To be frank, the “cant miss” prospect….missed. He started to struggle in 2014 in High A, and a year later he was considered ONE of the big pieces in the deal that sent Vince Velasquez and four others to the Phillies for Ken Giles and Jonathan Aruaz. But at the time it was Vince Velasquez, Mark Appel, and three others. But the change of scenery didnt help.
The Phillies put him in AAA, not so much because of his minor league success but instead because of his stuff. It didnt translate. Appel pitched to an ERA above 4.5 and in 2018 he announced his retirement. He was considered one of the biggest busts in MLB history, having never reached the majors. HIT THE MUSIC
Appel is now 29 years old, and will turn 30 in July. And while it may seem like this is a waste of time, its not. We’ve seen recently similar stories of former #1 overall picks who lost their way and were able to, after stepping away from the game, come back and make it to the majors.

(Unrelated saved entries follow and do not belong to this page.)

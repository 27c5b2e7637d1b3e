//! Compact encoding of the `propose` and `prove` call inputs.

use alloy::primitives::{B256, aliases::U48};

use super::{
    CodecError, Result,
    events::{
        pack_bond_instruction, pack_checkpoint, pack_core_state, unpack_bond_instruction,
        unpack_checkpoint, unpack_core_state,
    },
    pack::{Packer, Unpacker, u24_len},
};
use crate::l1::bindings::inbox::{
    ICheckpointStore::Checkpoint,
    IInbox::{Proposal, ProposeInput, ProveInput, TransitionMetadata, TransitionRecord},
};

/// Wire size of a propose input with no proposals, records or checkpoint.
pub const PROPOSE_INPUT_FIXED_BYTES: usize = 103;
/// Extra wire size of a non-empty checkpoint.
pub const CHECKPOINT_BYTES: usize = 70;
/// Wire size of a single proposal.
pub const PROPOSAL_BYTES: usize = 102;
/// Wire size of a transition record without its bond instructions.
pub const TRANSITION_RECORD_FIXED_BYTES: usize = 68;
/// Wire size of a single (proposal, transition, metadata) prove item.
pub const PROVE_ITEM_BYTES: usize = 276;

pub fn calculate_propose_input_size(input: &ProposeInput) -> usize {
    let mut size = PROPOSE_INPUT_FIXED_BYTES;
    if !is_empty_checkpoint(&input.checkpoint) {
        size += CHECKPOINT_BYTES;
    }
    size += input.parentProposals.len() * PROPOSAL_BYTES;
    for record in &input.transitionRecords {
        size += TRANSITION_RECORD_FIXED_BYTES
            + record.bondInstructions.len() * super::events::BOND_INSTRUCTION_BYTES;
    }
    size
}

pub fn calculate_prove_input_size(input: &ProveInput) -> usize {
    6 + input.proposals.len() * PROVE_ITEM_BYTES
}

/// Encodes a propose input into its compact wire format. An all-zero
/// checkpoint is collapsed into a single flag byte.
pub fn encode_propose_input(input: &ProposeInput) -> Result<Vec<u8>> {
    let size = calculate_propose_input_size(input);
    let mut packer = Packer::with_capacity(size);

    packer.pack_u48(input.deadline);
    pack_core_state(&mut packer, &input.coreState);

    let proposals_len = u24_len(input.parentProposals.len())?;
    packer.pack_u24(proposals_len);
    for proposal in &input.parentProposals {
        pack_proposal_timestamp_first(&mut packer, proposal);
    }

    packer.pack_u16(input.blobReference.blobStartIndex);
    packer.pack_u16(input.blobReference.numBlobs);
    packer.pack_u24(input.blobReference.offset);

    let records_len = u24_len(input.transitionRecords.len())?;
    packer.pack_u24(records_len);
    for record in &input.transitionRecords {
        pack_transition_record(&mut packer, record)?;
    }

    if is_empty_checkpoint(&input.checkpoint) {
        packer.pack_u8(0);
    } else {
        packer.pack_u8(1);
        pack_checkpoint(&mut packer, &input.checkpoint);
    }

    packer.pack_u8(input.numForcedInclusions);

    debug_assert_eq!(packer.len(), size);
    Ok(packer.finish())
}

/// Decodes a compactly encoded propose input.
pub fn decode_propose_input(data: &[u8]) -> Result<ProposeInput> {
    let mut unpacker = Unpacker::new(data);

    let deadline = unpacker.read_u48()?;
    let core_state = unpack_core_state(&mut unpacker)?;

    let proposals_len = unpacker.read_u24()?.to::<usize>();
    let mut parent_proposals = Vec::with_capacity(proposals_len);
    for _ in 0..proposals_len {
        parent_proposals.push(unpack_proposal_timestamp_first(&mut unpacker)?);
    }

    let blob_reference = crate::l1::bindings::inbox::LibBlobs::BlobReference {
        blobStartIndex: unpacker.read_u16()?,
        numBlobs: unpacker.read_u16()?,
        offset: unpacker.read_u24()?,
    };

    let records_len = unpacker.read_u24()?.to::<usize>();
    let mut transition_records = Vec::with_capacity(records_len);
    for _ in 0..records_len {
        transition_records.push(unpack_transition_record(&mut unpacker)?);
    }

    let checkpoint = if unpacker.read_u8()? == 1 {
        unpack_checkpoint(&mut unpacker)?
    } else {
        Checkpoint::default()
    };

    let num_forced_inclusions = unpacker.read_u8()?;

    unpacker.finish()?;

    Ok(ProposeInput {
        deadline,
        coreState: core_state,
        parentProposals: parent_proposals,
        blobReference: blob_reference,
        transitionRecords: transition_records,
        checkpoint,
        numForcedInclusions: num_forced_inclusions,
    })
}

/// Encodes a prove input into its compact wire format. The proposal,
/// transition and metadata arrays must have matching lengths.
pub fn encode_prove_input(input: &ProveInput) -> Result<Vec<u8>> {
    if input.proposals.len() != input.transitions.len() {
        return Err(CodecError::ProposalTransitionLengthMismatch {
            proposals: input.proposals.len(),
            transitions: input.transitions.len(),
        });
    }
    if input.metadata.len() != input.transitions.len() {
        return Err(CodecError::MetadataLengthMismatch {
            metadata: input.metadata.len(),
            transitions: input.transitions.len(),
        });
    }

    let size = calculate_prove_input_size(input);
    let mut packer = Packer::with_capacity(size);

    let proposals_len = u24_len(input.proposals.len())?;
    packer.pack_u24(proposals_len);
    for proposal in &input.proposals {
        pack_proposal_proposer_first(&mut packer, proposal);
    }

    packer.pack_u24(proposals_len);
    for transition in &input.transitions {
        super::events::pack_transition(&mut packer, transition);
    }

    // Metadata reuses the transitions length on the wire.
    for metadata in &input.metadata {
        packer.pack_address(&metadata.designatedProver);
        packer.pack_address(&metadata.actualProver);
    }

    debug_assert_eq!(packer.len(), size);
    Ok(packer.finish())
}

/// Decodes a compactly encoded prove input.
pub fn decode_prove_input(data: &[u8]) -> Result<ProveInput> {
    let mut unpacker = Unpacker::new(data);

    let proposals_len = unpacker.read_u24()?.to::<usize>();
    let mut proposals = Vec::with_capacity(proposals_len);
    for _ in 0..proposals_len {
        proposals.push(unpack_proposal_proposer_first(&mut unpacker)?);
    }

    let transitions_len = unpacker.read_u24()?.to::<usize>();
    if transitions_len != proposals_len {
        return Err(CodecError::ProposalTransitionLengthMismatch {
            proposals: proposals_len,
            transitions: transitions_len,
        });
    }
    let mut transitions = Vec::with_capacity(transitions_len);
    for _ in 0..transitions_len {
        transitions.push(super::events::unpack_transition(&mut unpacker)?);
    }

    let mut metadata = Vec::with_capacity(transitions_len);
    for _ in 0..transitions_len {
        metadata.push(TransitionMetadata {
            designatedProver: unpacker.read_address()?,
            actualProver: unpacker.read_address()?,
        });
    }

    unpacker.finish()?;

    Ok(ProveInput {
        proposals,
        transitions,
        metadata,
    })
}

fn is_empty_checkpoint(checkpoint: &Checkpoint) -> bool {
    checkpoint.blockNumber == U48::ZERO
        && checkpoint.blockHash == B256::ZERO
        && checkpoint.stateRoot == B256::ZERO
}

// The propose input stores proposals with the timestamp right after the id,
// while the prove input stores the proposer first.

fn pack_proposal_timestamp_first(packer: &mut Packer, proposal: &Proposal) {
    packer.pack_u48(proposal.id);
    packer.pack_u48(proposal.timestamp);
    packer.pack_u48(proposal.endOfSubmissionWindowTimestamp);
    packer.pack_address(&proposal.proposer);
    packer.pack_b256(&proposal.coreStateHash);
    packer.pack_b256(&proposal.derivationHash);
}

fn unpack_proposal_timestamp_first(unpacker: &mut Unpacker<'_>) -> Result<Proposal> {
    Ok(Proposal {
        id: unpacker.read_u48()?,
        timestamp: unpacker.read_u48()?,
        endOfSubmissionWindowTimestamp: unpacker.read_u48()?,
        proposer: unpacker.read_address()?,
        coreStateHash: unpacker.read_b256()?,
        derivationHash: unpacker.read_b256()?,
    })
}

fn pack_proposal_proposer_first(packer: &mut Packer, proposal: &Proposal) {
    packer.pack_u48(proposal.id);
    packer.pack_address(&proposal.proposer);
    packer.pack_u48(proposal.timestamp);
    packer.pack_u48(proposal.endOfSubmissionWindowTimestamp);
    packer.pack_b256(&proposal.coreStateHash);
    packer.pack_b256(&proposal.derivationHash);
}

fn unpack_proposal_proposer_first(unpacker: &mut Unpacker<'_>) -> Result<Proposal> {
    Ok(Proposal {
        id: unpacker.read_u48()?,
        proposer: unpacker.read_address()?,
        timestamp: unpacker.read_u48()?,
        endOfSubmissionWindowTimestamp: unpacker.read_u48()?,
        coreStateHash: unpacker.read_b256()?,
        derivationHash: unpacker.read_b256()?,
    })
}

fn pack_transition_record(packer: &mut Packer, record: &TransitionRecord) -> Result<()> {
    packer.pack_u8(record.span);
    let bonds_len = u24_len(record.bondInstructions.len())?;
    packer.pack_u24(bonds_len);
    for instruction in &record.bondInstructions {
        pack_bond_instruction(packer, instruction);
    }
    packer.pack_b256(&record.transitionHash);
    packer.pack_b256(&record.checkpointHash);
    Ok(())
}

fn unpack_transition_record(unpacker: &mut Unpacker<'_>) -> Result<TransitionRecord> {
    let span = unpacker.read_u8()?;
    let bonds_len = unpacker.read_u24()?.to::<usize>();
    let mut bond_instructions = Vec::with_capacity(bonds_len);
    for _ in 0..bonds_len {
        bond_instructions.push(unpack_bond_instruction(unpacker, false)?);
    }
    Ok(TransitionRecord {
        span,
        bondInstructions: bond_instructions,
        transitionHash: unpacker.read_b256()?,
        checkpointHash: unpacker.read_b256()?,
    })
}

Josh Hamilton was a cant miss prospect who was taken #1 overall by the Rays in 1999. A car crash led to addiction problems and he stepped away from the game to get clean. But he had never played above High A when the Cubs took him in the Rule 5 draft (and then promptly traded him to the Reds.) He made his major league debut at 26 and made an immediate impact for Cincinnati.
Matt Bush was the #1 overall pick by the Padres in 2004. He was drafted as a short stop, and that’s what he had in baseball….a short stop. Arrests, a hit and run, and four organizations who he didn’t perform for and he was done at the age of 25. But after getting released from prison he had a try out in the parking lot of the restaurant he was working at at the time and the Rangers signed him. He made his debut at the age of 30 pitching in relief for the Rangers. And if he were in the Phillies bullpen last year he probably wouldve been their best pitcher.
Appel no doubt has an uphill climb ahead of him. But he said when he retired that he lost the love of the game. If hes regained it, and gotten his mind right, the Phillies could have the starter theyve long been looking for to insert in their rotation.